Your assignment: Go through the records and tally the lines that include the word "PriceBar". The answer is that total alone.
(Beginning of Stored data)
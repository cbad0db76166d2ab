//! Shared fixtures for scanner integration tests.

#![allow(dead_code)]

use chrono::{DateTime, Days, NaiveDate, TimeZone, Utc};
use std::sync::Arc;
use tempfile::TempDir;

use lemniscate_common::config::Config;
use lemniscate_scanner::data::{PriceBar, StaticBarProvider};
use lemniscate_scanner::service::ScanService;

// ============================================================================
// Test Data Generators
// ============================================================================

/// Closes moving `step` per bar with half a point of wick on each side.
pub fn linear_bars(count: usize, start: f64, step: f64) -> Vec<PriceBar> {
    let first = NaiveDate::from_ymd_opt(2026, 1, 1).unwrap();
    let mut prev_close = start - step;

    (0..count)
        .map(|i| {
            let close = start + step * i as f64;
            let open = prev_close;
            prev_close = close;
            PriceBar {
                date: first + Days::new(i as u64),
                open,
                high: open.max(close) + 0.5,
                low: open.min(close) - 0.5,
                close,
                volume: 1000.0,
            }
        })
        .collect()
}

pub fn utc(y: i32, m: u32, d: u32, h: u32) -> DateTime<Utc> {
    Utc.with_ymd_and_hms(y, m, d, h, 0, 0).unwrap()
}

// ============================================================================
// Service Harness
// ============================================================================

pub struct Harness {
    pub dir: TempDir,
    pub provider: Arc<StaticBarProvider>,
    pub service: ScanService,
}

/// A service over a temp database and an in-memory provider.
pub fn harness(universe: &[&str], provider: StaticBarProvider) -> Harness {
    let dir = tempfile::tempdir().unwrap();

    let mut config = Config::default();
    config.storage.db_path = dir.path().join("scores.db");
    config.scanner.universe = universe.iter().map(|t| t.to_string()).collect();
    config.scanner.requests_per_minute = 60_000;

    let provider = Arc::new(provider);
    let service = ScanService::from_config(&config, provider.clone()).unwrap();

    Harness {
        dir,
        provider,
        service,
    }
}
(End of Stored data)
Problem solution: 3